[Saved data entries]
- - -

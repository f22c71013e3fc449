//! Tokenizer and classifier locations (`[tokenizer]`, `[classifier]` sections)

use serde::{Deserialize, Serialize};

/// Raw tokenizer configuration from TOML
#[derive(Debug, Clone, Default, PartialEq, Serialize, Deserialize)]
#[serde(default)]
pub struct FileTokenizerConfig {
    /// Directory holding `tokenizer.json`; defaults to the model directory
    pub path: Option<String>,
}

/// Raw expert classifier configuration from TOML
#[derive(Debug, Clone, Default, PartialEq, Serialize, Deserialize)]
#[serde(default)]
pub struct FileClassifierConfig {
    /// Safetensors checkpoint; required by `smart_hidden`
    pub path: Option<String>,
}
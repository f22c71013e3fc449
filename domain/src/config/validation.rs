//! Structured configuration issues.
//!
//! Configuration sources report every problem they find as a
//! [`ConfigIssue`] instead of failing on the first one, so the user can fix
//! a config file in a single pass.

/// Severity level of a configuration issue.
#[derive(Debug, Clone, Copy, PartialEq, Eq)]
pub enum Severity {
    /// Fatal: gate computation cannot start with this configuration.
    Error,
    /// Non-fatal: computation proceeds but may not behave as expected.
    Warning,
}

/// Identifies a specific configuration issue.
#[derive(Debug, Clone, PartialEq, Eq)]
pub enum ConfigIssueCode {
    /// No `[[experts]]` entries
    NoExperts,
    /// Expert at this position has a blank name
    EmptyExpertName { index: usize },
    /// Two experts share a name
    DuplicateExpertName { name: String },
    /// Expert has no positive prompts
    MissingPositivePrompts { expert: String },
    /// A string field holds a value outside its accepted set
    InvalidEnumValue {
        field: String,
        value: String,
        valid_values: Vec<String>,
    },
    /// Both 4-bit and 8-bit loading requested
    ConflictingQuantization,
    /// `[model].path` is not set
    MissingModelPath,
}

/// A detected issue in the configuration.
#[derive(Debug, Clone)]
pub struct ConfigIssue {
    pub severity: Severity,
    pub code: ConfigIssueCode,
    pub message: String,
}

impl ConfigIssue {
    pub fn error(code: ConfigIssueCode, message: impl Into<String>) -> Self {
        Self {
            severity: Severity::Error,
            code,
            message: message.into(),
        }
    }

    pub fn warning(code: ConfigIssueCode, message: impl Into<String>) -> Self {
        Self {
            severity: Severity::Warning,
            code,
            message: message.into(),
        }
    }

    pub fn is_error(&self) -> bool {
        self.severity == Severity::Error
    }
}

- - -

◆ Brief
Line by line, retype the data exactly as written.

◆ Answer box
repository f22c71013e3fc449
//! Tokenizer and classifier locations (`[tokenizer]`, `[classifier]` sections)

use serde::{Deserialize, Serialize};

/// Raw tokenizer configuration from TOML
#[derive(Debug, Clone, Default, PartialEq, Serialize, Deserialize)]
#[serde(default)]
pub struct FileTokenizerConfig {
    /// Directory holding `tokenizer.json`; defaults to the model directory
    pub path: Option<String>,
}

/// Raw expert classifier configuration from TOML
#[derive(Debug, Clone, Default, PartialEq, Serialize, Deserialize)]
#[serde(default)]
pub struct FileClassifierConfig {
    /// Safetensors checkpoint; required by `smart_hidden`
    pub path: Option<String>,
}
repository f22c71013e3fc449
filename domain/src/config/validation.rs
//! Structured configuration issues.
//!
//! Configuration sources report every problem they find as a
//! [`ConfigIssue`] instead of failing on the first one, so the user can fix
//! a config file in a single pass.

/// Severity level of a configuration issue.
#[derive(Debug, Clone, Copy, PartialEq, Eq)]
pub enum Severity {
    /// Fatal: gate computation cannot start with this configuration.
    Error,
    /// Non-fatal: computation proceeds but may not behave as expected.
    Warning,
}

/// Identifies a specific configuration issue.
#[derive(Debug, Clone, PartialEq, Eq)]
pub enum ConfigIssueCode {
    /// No `[[experts]]` entries
    NoExperts,
    /// Expert at this position has a blank name
    EmptyExpertName { index: usize },
    /// Two experts share a name
    DuplicateExpertName { name: String },
    /// Expert has no positive prompts
    MissingPositivePrompts { expert: String },
    /// A string field holds a value outside its accepted set
    InvalidEnumValue {
        field: String,
        value: String,
        valid_values: Vec<String>,
    },
    /// Both 4-bit and 8-bit loading requested
    ConflictingQuantization,
    /// `[model].path` is not set
    MissingModelPath,
}

/// A detected issue in the configuration.
#[derive(Debug, Clone)]
pub struct ConfigIssue {
    pub severity: Severity,
    pub code: ConfigIssueCode,
    pub message: String,
}

impl ConfigIssue {
    pub fn error(code: ConfigIssueCode, message: impl Into<String>) -> Self {
        Self {
            severity: Severity::Error,
            code,
            message: message.into(),
        }
    }

    pub fn warning(code: ConfigIssueCode, message: impl Into<String>) -> Self {
        Self {
            severity: Severity::Warning,
            code,
            message: message.into(),
        }
    }

    pub fn is_error(&self) -> bool {
        self.severity == Severity::Error
    }
}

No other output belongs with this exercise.